Commonly used (and implemented) accuracy measures are organised into lists named interval_accuracy_measures and distribution_accuracy_measures, and I have used these below. However it is also possible to create your own list of accuracy measures to use.

us_deaths <- as_tsibble(USAccDeaths)
us_deaths %>% 
  # Withold a test set of one year
  filter(index < yearmonth("1978 Jan")) %>% 
  # Model the training data
  model(ETS(value)) %>% 
  # Forecast the test set
  forecast(h = "1 year") %>% 
  # Compute interval/distribution accuracy
  accuracy(us_deaths, measures = c(interval_accuracy_measures, distribution_accuracy_measures))
#> # A tibble: 1 x 5
#>   .model     .type winkler percentile  CRPS
#>   <chr>      <chr>   <dbl>      <dbl> <dbl>
#> 1 ETS(value) Test    2036.       91.6  181.

Created on 2020-01-28 by the reprex package (v0.3.0)


Is this still valid for time series cross validation?
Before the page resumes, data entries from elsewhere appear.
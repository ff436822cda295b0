//! Metrics collection and exposition.
//!
//! # Metrics
//! - `contacts_http_requests_total` (counter): requests by method, route, status
//! - `contacts_http_request_duration_seconds` (histogram): latency by method, route
//!
//! The route label is the matched route template (`/api/contacts/{id}`), so
//! label cardinality stays bounded by the route table.

use std::net::SocketAddr;
use std::time::Instant;

use axum::{
    body::Body,
    extract::MatchedPath,
    http::Request,
    middleware::Next,
    response::Response,
};
use metrics_exporter_prometheus::{BuildError, PrometheusBuilder};

/// Route label used for requests that matched no route.
const UNMATCHED_ROUTE: &str = "unmatched";

/// Install the Prometheus recorder and its scrape listener.
pub fn init_metrics(addr: SocketAddr) -> Result<(), BuildError> {
    PrometheusBuilder::new().with_http_listener(addr).install()?;
    tracing::info!(address = %addr, "Metrics exporter listening");
    Ok(())
}

/// Record one completed request.
pub fn record_request(method: &str, route: &str, status: u16, start: Instant) {
    let elapsed = start.elapsed().as_secs_f64();

    metrics::counter!(
        "contacts_http_requests_total",
        "method" => method.to_string(),
        "route" => route.to_string(),
        "status" => status.to_string()
    )
    .increment(1);

    metrics::histogram!(
        "contacts_http_request_duration_seconds",
        "method" => method.to_string(),
        "route" => route.to_string()
    )
    .record(elapsed);
}

/// Axum middleware recording request count and latency.
pub async fn track_requests(request: Request<Body>, next: Next) -> Response {
    let start = Instant::now();
    let method = request.method().to_string();
    let route = request
        .extensions()
        .get::<MatchedPath>()
        .map(|p| p.as_str().to_string())
        .unwrap_or_else(|| UNMATCHED_ROUTE.to_string());

    let response = next.run(request).await;

    record_request(&method, &route, response.status().as_u16(), start);
    response
}
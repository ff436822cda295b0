//! HTTP protocol handling subsystem.
//!
//! # Data Flow
//! ```text
//! TCP connection
//!     → server.rs (Axum setup, middleware stack)
//!     → request.rs (request ID, JSON body extraction)
//!     → handlers.rs (one store operation per endpoint)
//!     → response.rs (error → status code + JSON body)
//!     → Send to client
//! ```

pub mod handlers;
pub mod page;
pub mod request;
pub mod response;
pub mod server;

pub use request::{JsonBody, MakeRequestUuid, X_REQUEST_ID};
pub use response::{ApiError, StoreOp};
pub use server::{AppState, HttpServer};
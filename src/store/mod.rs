//! Contact persistence subsystem.
//!
//! # Data Flow
//! ```text
//! handler
//!     → ContactFields (wire shape, all optional)
//!     → validate() → ValidContact
//!     → ContactStore (one transaction per call)
//!     → contacts table
//! ```
//!
//! # Design Decisions
//! - Name validation happens before any SQL runs
//! - Every operation is atomic with respect to the single row it touches
//! - Search is a linear scan with case-insensitive containment per field

pub mod contact;
pub mod error;
pub mod location;
pub mod sqlite;

pub use contact::{Contact, ContactFields, ContactId, ContactValidationError, ValidContact};
pub use error::{StoreError, StoreResult};
pub use location::{DatabaseLocation, DatabaseUrlError};
pub use sqlite::SqliteContactStore;

/// Storage contract for contacts.
///
/// Implementations are synchronous; async callers run them on a blocking
/// thread.
pub trait ContactStore: Send + Sync {
    /// Every contact in storage order.
    fn list_all(&self) -> StoreResult<Vec<Contact>>;

    fn get(&self, id: ContactId) -> StoreResult<Contact>;

    /// Validates `fields` and inserts a new row with a fresh id.
    fn create(&self, fields: ContactFields) -> StoreResult<Contact>;

    /// Overwrites all five editable fields of an existing contact.
    fn update(&self, id: ContactId, fields: ContactFields) -> StoreResult<Contact>;

    fn delete(&self, id: ContactId) -> StoreResult<()>;

    /// Contacts where `term` occurs case-insensitively in any text field.
    fn search(&self, term: &str) -> StoreResult<Vec<Contact>> {
        let contacts = self.list_all()?;
        if term.is_empty() {
            return Ok(contacts);
        }
        Ok(contacts.into_iter().filter(|c| c.matches(term)).collect())
    }
}
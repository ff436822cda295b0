//! Database URL parsing.
//!
//! Accepted forms:
//! - `sqlite:///contacts.db` (relative path)
//! - `sqlite:////var/lib/contacts.db` (absolute path)
//! - `sqlite://`, `sqlite::memory:`, `:memory:` (in-memory)
//! - a bare filesystem path

use std::fmt;
use std::path::PathBuf;
use std::str::FromStr;

use thiserror::Error;

#[derive(Debug, Clone, PartialEq, Eq)]
pub enum DatabaseLocation {
    File(PathBuf),
    Memory,
}

#[derive(Debug, Clone, PartialEq, Eq, Error)]
pub enum DatabaseUrlError {
    #[error("database url is empty")]
    Empty,

    #[error("unsupported database scheme `{0}` (only sqlite is supported)")]
    UnsupportedScheme(String),
}

impl FromStr for DatabaseLocation {
    type Err = DatabaseUrlError;

    fn from_str(url: &str) -> Result<Self, Self::Err> {
        let url = url.trim();
        if url.is_empty() {
            return Err(DatabaseUrlError::Empty);
        }
        if url == ":memory:" || url == "sqlite::memory:" || url == "sqlite://" {
            return Ok(Self::Memory);
        }
        if let Some(rest) = url.strip_prefix("sqlite:///") {
            if rest.is_empty() || rest == ":memory:" {
                return Ok(Self::Memory);
            }
            return Ok(Self::File(PathBuf::from(rest)));
        }
        if let Some((scheme, _)) = url.split_once("://") {
            return Err(DatabaseUrlError::UnsupportedScheme(scheme.to_string()));
        }
        Ok(Self::File(PathBuf::from(url)))
    }
}

impl fmt::Display for DatabaseLocation {
    fn fmt(&self, f: &mut fmt::Formatter<'_>) -> fmt::Result {
        match self {
            Self::File(path) => write!(f, "{}", path.display()),
            Self::Memory => write!(f, ":memory:"),
        }
    }
}

#[cfg(test)]
mod tests {
    use super::*;

    #[test]
    fn relative_sqlite_url() {
        assert_eq!(
            "sqlite:///contacts.db".parse::<DatabaseLocation>(),
            Ok(DatabaseLocation::File(PathBuf::from("contacts.db")))
        );
    }

    #[test]
    fn absolute_sqlite_url() {
        assert_eq!(
            "sqlite:////var/lib/contacts.db".parse::<DatabaseLocation>(),
            Ok(DatabaseLocation::File(PathBuf::from("/var/lib/contacts.db")))
        );
    }

    #[test]
    fn memory_forms() {
        for url in ["sqlite://", "sqlite::memory:", ":memory:", "sqlite:///:memory:"] {
            assert_eq!(url.parse::<DatabaseLocation>(), Ok(DatabaseLocation::Memory), "{url}");
        }
    }

    #[test]
    fn bare_path() {
        assert_eq!(
            "data/contacts.db".parse::<DatabaseLocation>(),
            Ok(DatabaseLocation::File(PathBuf::from("data/contacts.db")))
        );
    }

    #[test]
    fn rejects_other_schemes() {
        assert_eq!(
            "postgresql://localhost/contacts".parse::<DatabaseLocation>(),
            Err(DatabaseUrlError::UnsupportedScheme("postgresql".into()))
        );
        assert_eq!("  ".parse::<DatabaseLocation>(), Err(DatabaseUrlError::Empty));
    }
}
If we fit a model to various rolling windows e.g.using stretch_tsibble, then can we still get the winkler , percentile_score and CRPS? If the answer is yes, how it is summarized across multiple rolling windows?

I don't know of any issues using these measures with cross validation.
You can summarise it in many ways, as the measures are averages you may consider taking the mean. The median is also reasonable, and often I look at and compare densities of accuracy measures.